Directions: Restate word for word every line from the top of the data below down through the line that holds "building a tree.".

Exercise materials:
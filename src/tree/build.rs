//! Tree builder: DFS over user-defined fields.
//!
//! Walks a root entity's fields (including entities embedded anywhere in
//! containers; an entity inside nested containers is labeled by the
//! container that directly holds it), producing the node set, edge set,
//! and ancestry map. The walk fails fast on identity back-edges, stale
//! root pointers, and configured depth/node limits.

use std::collections::HashSet;

use crate::entity::{EcsId, Entity, Value};
use crate::error::{KhepriResult, TreeError};

use super::{EdgeKind, EntityTree, TreeEdge};

/// Limits applied while building a tree.
#[derive(Debug, Clone, Copy)]
pub struct TreeLimits {
    /// Maximum entity nesting depth (root counts as 1).
    pub max_depth: usize,
    /// Maximum number of entities in one tree.
    pub max_nodes: usize,
}

impl Default for TreeLimits {
    fn default() -> Self {
        Self {
            max_depth: 64,
            max_nodes: 100_000,
        }
    }
}

/// Build the [`EntityTree`] rooted at `root`.
///
/// Fails with [`TreeError::CyclicReference`] when an `ecs_id` is reached
/// twice, [`TreeError::DetachedChild`] when a non-root node carries a
/// `root_ecs_id` other than `root`'s, and the corresponding limit errors
/// when `limits` are exceeded.
pub fn build_tree(root: &Entity, limits: &TreeLimits) -> KhepriResult<EntityTree> {
    let mut tree = EntityTree::new_empty(root);
    let mut seen = HashSet::new();
    let mut ancestors: Vec<EcsId> = Vec::new();
    walk(root, root.ecs_id(), &mut ancestors, &mut seen, &mut tree, limits)?;
    Ok(tree)
}

fn walk(
    node: &Entity,
    root_ecs_id: EcsId,
    ancestors: &mut Vec<EcsId>,
    seen: &mut HashSet<EcsId>,
    tree: &mut EntityTree,
    limits: &TreeLimits,
) -> KhepriResult<()> {
    let ecs = node.ecs_id();

    if !seen.insert(ecs) {
        return Err(TreeError::CyclicReference {
            ecs_id: ecs.to_string(),
        }
        .into());
    }
    if ecs != root_ecs_id {
        if let Some(found_root) = node.root_ecs_id() {
            if found_root != root_ecs_id {
                return Err(TreeError::DetachedChild {
                    ecs_id: ecs.to_string(),
                    found_root: found_root.to_string(),
                    expected_root: root_ecs_id.to_string(),
                }
                .into());
            }
        }
    }
    if ancestors.len() + 1 > limits.max_depth {
        return Err(TreeError::DepthExceeded {
            max_depth: limits.max_depth,
        }
        .into());
    }
    if tree.node_count() + 1 > limits.max_nodes {
        return Err(TreeError::NodeLimit {
            max_nodes: limits.max_nodes,
        }
        .into());
    }

    // Path to the root, node first.
    let mut path = Vec::with_capacity(ancestors.len() + 1);
    path.push(ecs);
    path.extend(ancestors.iter().rev().copied());
    tree.insert_node(node.clone(), path);

    let mut children = Vec::new();
    for (field, value) in node.fields() {
        collect_children(field, value, None, &mut children);
    }

    ancestors.push(ecs);
    for (edge, child) in children {
        walk(child, root_ecs_id, ancestors, seen, tree, limits)?;
        tree.insert_edge(ecs, child.ecs_id(), edge);
    }
    ancestors.pop();

    Ok(())
}

/// Collect the entities directly owned by one field value, labeled by the
/// container that holds each one.
fn collect_children<'a>(
    field: &str,
    value: &'a Value,
    position: Option<EdgeKind>,
    out: &mut Vec<(TreeEdge, &'a Entity)>,
) {
    match value {
        Value::Entity(e) => out.push((
            TreeEdge {
                field: field.to_string(),
                kind: position.unwrap_or(EdgeKind::Direct),
            },
            e,
        )),
        Value::List(vs) => {
            for (i, v) in vs.iter().enumerate() {
                collect_children(field, v, Some(EdgeKind::ListElem(i)), out);
            }
        }
        Value::Tuple(vs) => {
            for (i, v) in vs.iter().enumerate() {
                collect_children(field, v, Some(EdgeKind::TupleSlot(i)), out);
            }
        }
        Value::Set(vs) => {
            for (i, v) in vs.iter().enumerate() {
                collect_children(field, v, Some(EdgeKind::SetMember(i)), out);
            }
        }
        Value::Map(m) => {
            for (k, v) in m {
                collect_children(field, v, Some(EdgeKind::MapValue(k.clone())), out);
            }
        }
        _ => {}
    }
}

#[cfg(test)]
mod tests {
    use super::*;

    #[test]
    fn builds_single_node_tree() {
        let mut root = Entity::new("Root");
        root.set_field("v", 1i64);
        root.mark_root();

        let tree = build_tree(&root, &TreeLimits::default()).unwrap();
        assert_eq!(tree.node_count(), 1);
        assert_eq!(tree.root().ecs_id(), root.ecs_id());
    }

    #[test]
    fn finds_entities_inside_nested_containers() {
        let inner = Entity::new("Inner").with_field("v", 1i64);
        let inner_id = inner.ecs_id();
        let mut root = Entity::new("Root");
        root.set_field(
            "grid",
            Value::Map(
                [(
                    "row0".to_string(),
                    Value::List(vec![Value::Int(0), inner.into()]),
                )]
                .into(),
            ),
        );
        root.mark_root();

        let tree = build_tree(&root, &TreeLimits::default()).unwrap();
        assert!(tree.contains(inner_id));
        // Labeled by the container that directly holds the entity.
        assert_eq!(
            tree.incoming_edge(inner_id).unwrap().kind,
            EdgeKind::ListElem(1)
        );
    }

    #[test]
    fn duplicate_identity_is_a_cycle() {
        let shared = Entity::new("Shared").with_field("v", 1i64);
        let mut root = Entity::new("Root");
        root.set_field("a", shared.clone());
        root.set_field("b", shared);
        root.mark_root();

        let err = build_tree(&root, &TreeLimits::default()).unwrap_err();
        assert!(err.to_string().contains("cyclic reference"));
    }

    #[test]
    fn stale_root_pointer_is_detached_child() {
        let mut stray = Entity::new("Stray");
        stray.mark_root(); // now points at itself, not at the new root
        let mut root = Entity::new("Root");
        root.set_field("child", stray);
        root.mark_root();

        let err = build_tree(&root, &TreeLimits::default()).unwrap_err();
        assert!(err.to_string().contains("detached child"));
    }

    #[test]
    fn depth_limit_fails_fast() {
        let mut e = Entity::new("N").with_field("v", 0i64);
        for _ in 0..5 {
            e = Entity::new("N").with_field("child", e);
        }
        e.mark_root();

        let limits = TreeLimits {
            max_depth: 3,
            max_nodes: 100,
        };
        let err = build_tree(&e, &limits).unwrap_err();
        assert!(err.to_string().contains("depth"));
    }

    #[test]
    fn node_limit_fails_fast() {
        let mut root = Entity::new("Root");
        root.set_field(
            "items",
            Value::List(
                (0..10i64)
                    .map(|i| Entity::new("Item").with_field("n", i).into())
                    .collect(),
            ),
        );
        root.mark_root();

        let limits = TreeLimits {
            max_depth: 64,
            max_nodes: 5,
        };
        let err = build_tree(&root, &limits).unwrap_err();
        assert!(err.to_string().contains("node count"));
    }
}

Response:
filename src/tree/build.rs
//! Tree builder: DFS over user-defined fields.
//!
//! Walks a root entity's fields (including entities embedded anywhere in
//! containers; an entity inside nested containers is labeled by the
//! container that directly holds it), producing the node set, edge set,
//! and ancestry map. The walk fails fast on identity back-edges, stale
//! root pointers, and configured depth/node limits.

use std::collections::HashSet;

use crate::entity::{EcsId, Entity, Value};
use crate::error::{KhepriResult, TreeError};

use super::{EdgeKind, EntityTree, TreeEdge};

/// Limits applied while building a tree.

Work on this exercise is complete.